» **TASK PROMPT**
Wherever the word "corresponding" turns up in a line of the entries, copy that line.

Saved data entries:
= Beginning of Section =

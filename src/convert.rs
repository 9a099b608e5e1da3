//! Pure conversion functions: TOML config structs -> crate API config types.

use anyhow::{Context, Result, bail};
use chrono::{DateTime, Utc};

use crate::config::*;

use emsr_catalogue::Filter;
use emsr_grouping::{ClusterFeature, GroupingStrategy, SequentialWindows, TimeClustering};
use emsr_harmonise::{ConversionFormula, ExportFormat, HarmoniserConfig};
use emsr_isf::{ImportConfig, JunkPolicy};
use emsr_regression::{ModelKind, OdrConfig};
use emsr_selection::{AgencyRanking, MissingUncertainty, SelectionStrategy};

/// Parses a junk policy name into the corresponding enum variant.
pub fn parse_junk_policy(s: &str) -> Result<JunkPolicy> {
    match s.to_lowercase().as_str() {
        "skip" => Ok(JunkPolicy::Skip),
        "record" => Ok(JunkPolicy::Record),
        "fatal" => Ok(JunkPolicy::Fatal),
        other => bail!("unknown junk policy: {other:?}"),
    }
}

/// Parses a clustering feature name into the corresponding enum variant.
pub fn parse_cluster_feature(s: &str) -> Result<ClusterFeature> {
    match s.to_lowercase().as_str() {
        "origin_time" | "time" => Ok(ClusterFeature::OriginTime),
        "depth" => Ok(ClusterFeature::Depth),
        "magnitude" => Ok(ClusterFeature::Magnitude),
        other => bail!("unknown clustering feature: {other:?}"),
    }
}

/// Parses `linear` or `polynomial(N)`.
pub fn parse_model(s: &str) -> Result<ModelKind> {
    let s = s.trim().to_lowercase();
    if s == "linear" {
        return Ok(ModelKind::Linear);
    }
    let Some(order) = s
        .strip_prefix("polynomial(")
        .and_then(|rest| rest.strip_suffix(')'))
    else {
        bail!("unknown model: {s:?} (expected \"linear\" or \"polynomial(N)\")");
    };
    let order: usize = order
        .trim()
        .parse()
        .with_context(|| format!("invalid polynomial order in {s:?}"))?;
    let kind = ModelKind::Polynomial { order };
    kind.validate()?;
    Ok(kind)
}

/// Parses an export format name into the corresponding enum variant.
pub fn parse_export_format(s: &str) -> Result<ExportFormat> {
    match s.to_lowercase().as_str() {
        "csv" => Ok(ExportFormat::Csv),
        "json" => Ok(ExportFormat::Json),
        other => bail!("unknown export format: {other:?}"),
    }
}

fn parse_time(s: &str) -> Result<DateTime<Utc>> {
    Ok(DateTime::parse_from_rfc3339(s)
        .with_context(|| format!("invalid RFC 3339 time: {s:?}"))?
        .with_timezone(&Utc))
}

/// Builds an [`ImportConfig`] from the TOML import configuration.
pub fn build_import_config(import: &ImportToml) -> Result<ImportConfig> {
    let junk = parse_junk_policy(&import.junk)?;
    let cfg = ImportConfig::new(&import.catalogue)
        .with_commit_every(import.commit_every)
        .with_junk_policy(junk);
    cfg.validate()?;
    Ok(cfg)
}

/// Builds the conjunction of every set filter field.
pub fn build_filter(filter: &FilterToml) -> Result<Filter> {
    let mut parts = Vec::new();
    if filter.start.is_some() || filter.end.is_some() {
        let start = match &filter.start {
            Some(s) => parse_time(s)?,
            None => DateTime::<Utc>::MIN_UTC,
        };
        let end = match &filter.end {
            Some(s) => parse_time(s)?,
            None => DateTime::<Utc>::MAX_UTC,
        };
        if start > end {
            bail!("filter start {start} is after end {end}");
        }
        parts.push(Filter::TimeBetween { start, end });
    }
    if let Some(agencies) = &filter.agencies {
        parts.push(Filter::agencies(agencies));
    }
    if let Some(scales) = &filter.scales {
        parts.push(Filter::scales(scales));
    }
    if let Some(min) = filter.min_magnitude {
        parts.push(Filter::MagnitudeAtLeast(min));
    }
    if let Some(max) = filter.max_magnitude {
        parts.push(Filter::MagnitudeAtMost(max));
    }
    if let Some(ring) = &filter.polygon {
        if ring.len() < 3 {
            bail!("filter polygon needs at least 3 vertices, got {}", ring.len());
        }
        parts.push(Filter::WithinPolygon(ring.clone()));
    }
    if let Some(r) = &filter.radius {
        parts.push(Filter::WithinRadius {
            longitude: r.longitude,
            latitude: r.latitude,
            km: r.km,
        });
    }
    if filter.require_uncertainty {
        parts.push(Filter::HasUncertainty);
    }
    Ok(match parts.len() {
        0 => Filter::All,
        1 => parts.remove(0),
        _ => Filter::And(parts),
    })
}

/// Builds a [`GroupingStrategy`] from the TOML grouping configuration.
pub fn build_grouping(grouping: &GroupingToml) -> Result<GroupingStrategy> {
    let strategy = match grouping.strategy.to_lowercase().as_str() {
        "event" => GroupingStrategy::ByEvent,
        "time_clustering" | "clustering" => GroupingStrategy::TimeClustering(
            TimeClustering::new()
                .with_feature(parse_cluster_feature(&grouping.feature)?)
                .with_threshold(grouping.threshold),
        ),
        "sequential" => {
            let mut windows = SequentialWindows::new(grouping.time_window, grouping.space_window);
            if let Some(m) = grouping.magnitude_window {
                windows = windows.with_magnitude_window(m);
            }
            GroupingStrategy::Sequential(windows)
        }
        other => bail!("unknown grouping strategy: {other:?}"),
    };
    strategy.validate()?;
    Ok(strategy)
}

/// Builds a [`SelectionStrategy`] from the TOML selection configuration.
///
/// A CLI seed overrides the configured one.
pub fn build_selection(selection: &SelectionToml, seed: Option<u64>) -> Result<SelectionStrategy> {
    match selection.strategy.to_lowercase().as_str() {
        "random" => Ok(SelectionStrategy::Random {
            seed: seed.or(selection.seed),
        }),
        "precise" => Ok(SelectionStrategy::Precise),
        "agency_ranking" | "ranking" => {
            if selection.ranking.is_empty() {
                bail!("agency_ranking selection needs at least one [[selection.ranking]] rule");
            }
            let rules = selection
                .ranking
                .iter()
                .map(|r| (r.scales.as_str(), r.agencies.iter().map(String::as_str)));
            Ok(SelectionStrategy::AgencyRanking(AgencyRanking::new(rules)?))
        }
        other => bail!("unknown selection strategy: {other:?}"),
    }
}

/// Builds a [`MissingUncertainty`] policy from the TOML selection configuration.
pub fn build_missing_uncertainty(selection: &SelectionToml) -> Result<MissingUncertainty> {
    let policy = match selection.missing_uncertainty.to_lowercase().as_str() {
        "discard" => MissingUncertainty::Discard,
        "event_maximum" | "maximum" => MissingUncertainty::EventMaximum,
        "fixed" | "default" => MissingUncertainty::FixedDefault(selection.default_uncertainty),
        other => bail!("unknown missing-uncertainty policy: {other:?}"),
    };
    policy.validate()?;
    Ok(policy)
}

/// Parses every configured model kind.
pub fn build_models(regression: &RegressionToml) -> Result<Vec<ModelKind>> {
    if regression.models.is_empty() {
        bail!("[regression].models is empty");
    }
    regression.models.iter().map(|m| parse_model(m)).collect()
}

/// Builds an [`OdrConfig`] from the TOML regression configuration.
pub fn build_odr_config(regression: &RegressionToml) -> Result<OdrConfig> {
    let mut cfg = OdrConfig::new()
        .with_max_iterations(regression.max_iterations)
        .with_sd_tolerance(regression.sd_tolerance);
    if let Some(beta) = &regression.initial_beta {
        cfg = cfg.with_initial_beta(beta.clone());
    }
    cfg.validate()?;
    Ok(cfg)
}

/// Builds a [`HarmoniserConfig`] from the TOML harmonise configuration.
pub fn build_harmoniser_config(harmonise: &HarmoniseToml) -> Result<HarmoniserConfig> {
    let cfg = HarmoniserConfig::new()
        .with_default_uncertainty(harmonise.default_uncertainty)
        .with_allow_trivial_conversion(harmonise.allow_trivial_conversion);
    cfg.validate()?;
    Ok(cfg)
}

/// Builds a polynomial [`ConversionFormula`] from its TOML description.
pub fn build_formula(formula: &FormulaToml) -> Result<ConversionFormula> {
    if formula.coefficients.is_empty() {
        bail!("formula {:?} has no coefficients", formula.name);
    }
    if formula.scales.is_empty() {
        bail!("formula {:?} applies to no scale", formula.name);
    }
    let mut domain = Filter::scales(&formula.scales);
    if let Some(agencies) = &formula.agencies {
        domain = domain.and(Filter::agencies(agencies));
    }
    Ok(ConversionFormula::polynomial(
        &formula.name,
        formula.coefficients.clone(),
        formula.model_error,
        domain,
        &formula.target_scale,
    ))
}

= End of Section =

» **WRITTEN ANSWER**
/// Parses a junk policy name into the corresponding enum variant.
/// Parses a clustering feature name into the corresponding enum variant.
/// Parses an export format name into the corresponding enum variant.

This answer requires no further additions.